In a previous study we have shown that, in the presence of interleukin (IL)-33, repeated, per-nasal challenge of murine airways with Streptococcus pneumoniae ( S. pneumoniae ) organisms induces human asthma-like airways inflammation. It is not clear, however, whether this effect is unique or manifest in response to other common respiratory pathogens. To explore this, airways of BALB/c mice were repeatedly challenged per-nasally with formaldehyde-inactivated bacterial bodies in the presence or absence of murine recombinant IL-33. Serum concentrations of S.pneumoniae , Moraxella catarrhalis ( M.catarrhalis ) and Haemophilus influenzae ( H.influenzae ) lysates-specific IgE were measured in patients with asthma and control subjects.
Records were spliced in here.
//! Shared application state.
//!
//! `AppState` is injected into Axum handlers via the `State` extractor. The
//! proxy keeps no per-request state; it only holds the upstream client.

use crate::services::upstream::UpstreamClient;

#[derive(Clone)]
pub struct AppState {
    pub upstream: UpstreamClient,
}

impl AppState {
    #[must_use]
    pub fn new(upstream: UpstreamClient) -> Self {
        Self { upstream }
    }
}
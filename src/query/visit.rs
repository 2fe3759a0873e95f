//! Shared depth-first traversal for rewriting passes.
//!
//! Every pass implements [`Rewriter`], overriding [`Rewriter::rewrite_expr`]
//! (and sometimes [`Rewriter::rewrite_query`]) and falling back to the
//! default walk for the node kinds it does not care about. The walk owns
//! its input and rebuilds the tree, so passes never mutate shared state
//! through references.
//!
//! Captured external values are opaque to the default walk; only parameter
//! extraction looks inside them.

use std::collections::HashSet;

use crate::query::errors::CompileResult;
use crate::query::expr::Expr;
use crate::query::tree::{
    BodyClause, GroupJoinClause, JoinClause, Ordering, QueryModel, ResultOperator, SourceClause,
    SourceOrigin,
};
use crate::types::SourceId;

/// Depth-first tree rewriter.
pub trait Rewriter {
    /// Rewrites one expression node. Override and delegate to
    /// [`Rewriter::walk_expr`] for uninteresting nodes.
    fn rewrite_expr(&mut self, expr: Expr) -> CompileResult<Expr> {
        self.walk_expr(expr)
    }

    /// Rewrites one query model. Override to maintain per-scope state.
    fn rewrite_query(&mut self, query: QueryModel) -> CompileResult<QueryModel> {
        self.walk_query(query)
    }

    /// Default recursion over an expression's children.
    fn walk_expr(&mut self, expr: Expr) -> CompileResult<Expr> {
        Ok(match expr {
            Expr::Constant(_)
            | Expr::External(_)
            | Expr::Parameter(_)
            | Expr::Source(_)
            | Expr::CorrelatedCollection { .. }
            | Expr::SharedRef(_) => expr,
            Expr::Property { object, name } => Expr::Property {
                object: Box::new(self.rewrite_expr(*object)?),
                name,
            },
            Expr::NamedProperty { object, name } => Expr::NamedProperty {
                object: Box::new(self.rewrite_expr(*object)?),
                name,
            },
            Expr::Downcast { object, entity } => Expr::Downcast {
                object: Box::new(self.rewrite_expr(*object)?),
                entity,
            },
            Expr::Unary { op, operand } => Expr::Unary {
                op,
                operand: Box::new(self.rewrite_expr(*operand)?),
            },
            Expr::Binary { op, left, right } => Expr::Binary {
                op,
                left: Box::new(self.rewrite_expr(*left)?),
                right: Box::new(self.rewrite_expr(*right)?),
            },
            Expr::Conditional {
                test,
                if_true,
                if_false,
            } => Expr::Conditional {
                test: Box::new(self.rewrite_expr(*test)?),
                if_true: Box::new(self.rewrite_expr(*if_true)?),
                if_false: Box::new(self.rewrite_expr(*if_false)?),
            },
            Expr::Coalesce { left, right } => Expr::Coalesce {
                left: Box::new(self.rewrite_expr(*left)?),
                right: Box::new(self.rewrite_expr(*right)?),
            },
            Expr::NullConditional { guard, access } => Expr::NullConditional {
                guard: Box::new(self.rewrite_expr(*guard)?),
                access: Box::new(self.rewrite_expr(*access)?),
            },
            Expr::KeyTuple(items) => Expr::KeyTuple(
                items
                    .into_iter()
                    .map(|item| self.rewrite_expr(item))
                    .collect::<CompileResult<Vec<_>>>()?,
            ),
            Expr::ArrayLength(operand) => {
                Expr::ArrayLength(Box::new(self.rewrite_expr(*operand)?))
            }
            Expr::Subquery(query) => Expr::Subquery(Box::new(self.rewrite_query(*query)?)),
            Expr::Materialize { kind, source } => Expr::Materialize {
                kind,
                source: Box::new(self.rewrite_expr(*source)?),
            },
            Expr::ReferenceEqual { left, right } => Expr::ReferenceEqual {
                left: Box::new(self.rewrite_expr(*left)?),
                right: Box::new(self.rewrite_expr(*right)?),
            },
            Expr::Shared { slot, expr } => Expr::Shared {
                slot,
                expr: Box::new(self.rewrite_expr(*expr)?),
            },
        })
    }

    /// Default recursion over a query model: source origin first, then body
    /// clauses in order, then the projection, then result operators.
    fn walk_query(&mut self, query: QueryModel) -> CompileResult<QueryModel> {
        let source = SourceClause {
            id: query.source.id,
            origin: self.rewrite_origin(query.source.origin)?,
        };
        let body = query
            .body
            .into_iter()
            .map(|clause| self.rewrite_body_clause(clause))
            .collect::<CompileResult<Vec<_>>>()?;
        let projection = self.rewrite_expr(query.projection)?;
        let operators = query
            .operators
            .into_iter()
            .map(|op| self.rewrite_operator(op))
            .collect::<CompileResult<Vec<_>>>()?;
        Ok(QueryModel {
            source,
            body,
            projection,
            operators,
            origin_navigation: query.origin_navigation,
        })
    }

    /// Recurses into a source origin.
    fn rewrite_origin(&mut self, origin: SourceOrigin) -> CompileResult<SourceOrigin> {
        Ok(match origin {
            SourceOrigin::EntitySet(entity) => SourceOrigin::EntitySet(entity),
            SourceOrigin::Query(inner) => {
                SourceOrigin::Query(Box::new(self.rewrite_query(*inner)?))
            }
        })
    }

    /// Recurses into one body clause.
    fn rewrite_body_clause(&mut self, clause: BodyClause) -> CompileResult<BodyClause> {
        Ok(match clause {
            BodyClause::Where(expr) => BodyClause::Where(self.rewrite_expr(expr)?),
            BodyClause::Join(join) => BodyClause::Join(self.rewrite_join(join)?),
            BodyClause::GroupJoin(group) => BodyClause::GroupJoin(GroupJoinClause {
                group_id: group.group_id,
                join: self.rewrite_join(group.join)?,
            }),
            BodyClause::Flatten(flatten) => BodyClause::Flatten(flatten),
            BodyClause::OrderBy(orderings) => BodyClause::OrderBy(
                orderings
                    .into_iter()
                    .map(|o| {
                        Ok(Ordering {
                            expr: self.rewrite_expr(o.expr)?,
                            direction: o.direction,
                        })
                    })
                    .collect::<CompileResult<Vec<_>>>()?,
            ),
        })
    }

    /// Recurses into a join clause.
    fn rewrite_join(&mut self, join: JoinClause) -> CompileResult<JoinClause> {
        Ok(JoinClause {
            id: join.id,
            inner: self.rewrite_origin(join.inner)?,
            outer_key: self.rewrite_expr(join.outer_key)?,
            inner_key: self.rewrite_expr(join.inner_key)?,
        })
    }

    /// Recurses into one result operator.
    fn rewrite_operator(&mut self, op: ResultOperator) -> CompileResult<ResultOperator> {
        Ok(match op {
            ResultOperator::Take(expr) => ResultOperator::Take(self.rewrite_expr(expr)?),
            ResultOperator::Skip(expr) => ResultOperator::Skip(self.rewrite_expr(expr)?),
            ResultOperator::All(expr) => ResultOperator::All(self.rewrite_expr(expr)?),
            ResultOperator::Contains(expr) => ResultOperator::Contains(self.rewrite_expr(expr)?),
            ResultOperator::Concat(other) => {
                ResultOperator::Concat(Box::new(self.rewrite_query(*other)?))
            }
            ResultOperator::Union(other) => {
                ResultOperator::Union(Box::new(self.rewrite_query(*other)?))
            }
            ResultOperator::Intersect(other) => {
                ResultOperator::Intersect(Box::new(self.rewrite_query(*other)?))
            }
            ResultOperator::Except(other) => {
                ResultOperator::Except(Box::new(self.rewrite_query(*other)?))
            }
            ResultOperator::GroupBy { key, element } => ResultOperator::GroupBy {
                key: self.rewrite_expr(key)?,
                element: self.rewrite_expr(element)?,
            },
            ResultOperator::First { .. }
            | ResultOperator::Single { .. }
            | ResultOperator::Last { .. }
            | ResultOperator::Any
            | ResultOperator::Count
            | ResultOperator::Distinct => op,
        })
    }
}

/// Collects every source *referenced* (not declared) inside an expression.
pub fn source_refs_expr(expr: &Expr, out: &mut HashSet<SourceId>) {
    match expr {
        Expr::Source(id) => {
            out.insert(*id);
        }
        Expr::Constant(_)
        | Expr::External(_)
        | Expr::Parameter(_)
        | Expr::CorrelatedCollection { .. }
        | Expr::SharedRef(_) => {}
        Expr::Property { object, .. }
        | Expr::NamedProperty { object, .. }
        | Expr::Downcast { object, .. } => source_refs_expr(object, out),
        Expr::Unary { operand, .. } | Expr::ArrayLength(operand) => {
            source_refs_expr(operand, out)
        }
        Expr::Binary { left, right, .. }
        | Expr::Coalesce { left, right }
        | Expr::ReferenceEqual { left, right } => {
            source_refs_expr(left, out);
            source_refs_expr(right, out);
        }
        Expr::Conditional {
            test,
            if_true,
            if_false,
        } => {
            source_refs_expr(test, out);
            source_refs_expr(if_true, out);
            source_refs_expr(if_false, out);
        }
        Expr::NullConditional { guard, access } => {
            source_refs_expr(guard, out);
            source_refs_expr(access, out);
        }
        Expr::KeyTuple(items) => {
            for item in items {
                source_refs_expr(item, out);
            }
        }
        Expr::Subquery(query) => source_refs_query(query, out),
        Expr::Materialize { source, .. } => source_refs_expr(source, out),
        Expr::Shared { expr, .. } => source_refs_expr(expr, out),
    }
}

/// Collects every source referenced anywhere inside a query model,
/// including its nested subqueries.
pub fn source_refs_query(query: &QueryModel, out: &mut HashSet<SourceId>) {
    if let SourceOrigin::Query(inner) = &query.source.origin {
        source_refs_query(inner, out);
    }
    for clause in &query.body {
        match clause {
            BodyClause::Where(expr) => source_refs_expr(expr, out),
            BodyClause::Join(join) => {
                if let SourceOrigin::Query(inner) = &join.inner {
                    source_refs_query(inner, out);
                }
                source_refs_expr(&join.outer_key, out);
                source_refs_expr(&join.inner_key, out);
            }
            BodyClause::GroupJoin(group) => {
                if let SourceOrigin::Query(inner) = &group.join.inner {
                    source_refs_query(inner, out);
                }
                source_refs_expr(&group.join.outer_key, out);
                source_refs_expr(&group.join.inner_key, out);
            }
            BodyClause::Flatten(flatten) => {
                out.insert(flatten.group);
            }
            BodyClause::OrderBy(orderings) => {
                for ordering in orderings {
                    source_refs_expr(&ordering.expr, out);
                }
            }
        }
    }
    source_refs_expr(&query.projection, out);
    for op in &query.operators {
        match op {
            ResultOperator::Take(expr)
            | ResultOperator::Skip(expr)
            | ResultOperator::All(expr)
            | ResultOperator::Contains(expr) => source_refs_expr(expr, out),
            ResultOperator::Concat(other)
            | ResultOperator::Union(other)
            | ResultOperator::Intersect(other)
            | ResultOperator::Except(other) => source_refs_query(other, out),
            ResultOperator::GroupBy { key, element } => {
                source_refs_expr(key, out);
                source_refs_expr(element, out);
            }
            ResultOperator::First { .. }
            | ResultOperator::Single { .. }
            | ResultOperator::Last { .. }
            | ResultOperator::Any
            | ResultOperator::Count
            | ResultOperator::Distinct => {}
        }
    }
}
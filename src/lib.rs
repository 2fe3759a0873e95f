//! Reliq rewrites object-shaped queries over a relational domain model
//! into trees an execution layer can translate directly: navigation
//! member paths become joins, collection navigations become correlated
//! subqueries (batched when possible), entity comparisons become key
//! comparisons, and captured host values become named parameters.
//!
//! The crate is a pure compiler front half. It owns no storage and runs
//! no queries; its output is a [`query::CompiledQuery`] handed to an
//! execution layer.
//!
//! ```
//! use reliq::model::Model;
//! use reliq::query::{Expr, QueryCompiler, QueryModel};
//! use reliq::types::SourceIdGen;
//!
//! let model = Model::builder()
//!     .entity("Customer", |e| e.property("Id").property("Name").primary_key(["Id"]))
//!     .entity("Order", |e| {
//!         e.property("Id").nullable_property("CustomerId").primary_key(["Id"])
//!     })
//!     .relation("Order", "Customer", |r| {
//!         r.foreign_key(["CustomerId"])
//!             .optional()
//!             .dependent_nav("Customer")
//!             .principal_nav("Orders")
//!     })
//!     .build()
//!     .unwrap();
//!
//! let orders = model.entity_by_name("Order").unwrap().id;
//! let mut ids = SourceIdGen::new();
//! let o = ids.fresh();
//! let query = QueryModel::from_entity(o, orders).with_where(Expr::eq(
//!     Expr::property(Expr::property(Expr::Source(o), "Customer"), "Name"),
//!     Expr::constant("acme"),
//! ));
//!
//! let compiled = QueryCompiler::new(&model).compile(query).unwrap();
//! assert!(compiled.diagnostics.is_empty());
//! ```

#![warn(missing_docs)]

pub mod error;
pub mod model;
pub mod query;
pub mod types;

pub use error::{ReliqError, Result};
We showed that in the presence of IL-33, repeated, per-nasal airways exposure to the bodies of these bacteria induced airways hyperresponsiveness (AHR) in the experimental mice. This was accompanied by cellular infiltration into bronchoalveolar lavage fluid (BALF), eosinophilic infiltration and mucous hypertrophy of the lung tissue, with elevated local expression of some type 2 cytokines and elevated, specific IgG and IgE in the serum. The precise characteristics of the inflammation evoked by exposure to each bacterial species were distinguishable. These results suggest that in the certain circumstances, inhaled or commensal bacterial body antigens of both Gram-positive ( S. pneumoniae ) and Gram-negative ( M. catarrhalis and H. influenzae ) respiratory tract bacteria may initiate type 2 inflammation typical of asthma in the airways. In addition, we demonstrated that human asthmatic patients manifest elevated serum concentrations of M.catarrhalis- and H.influenzae- specific IgE.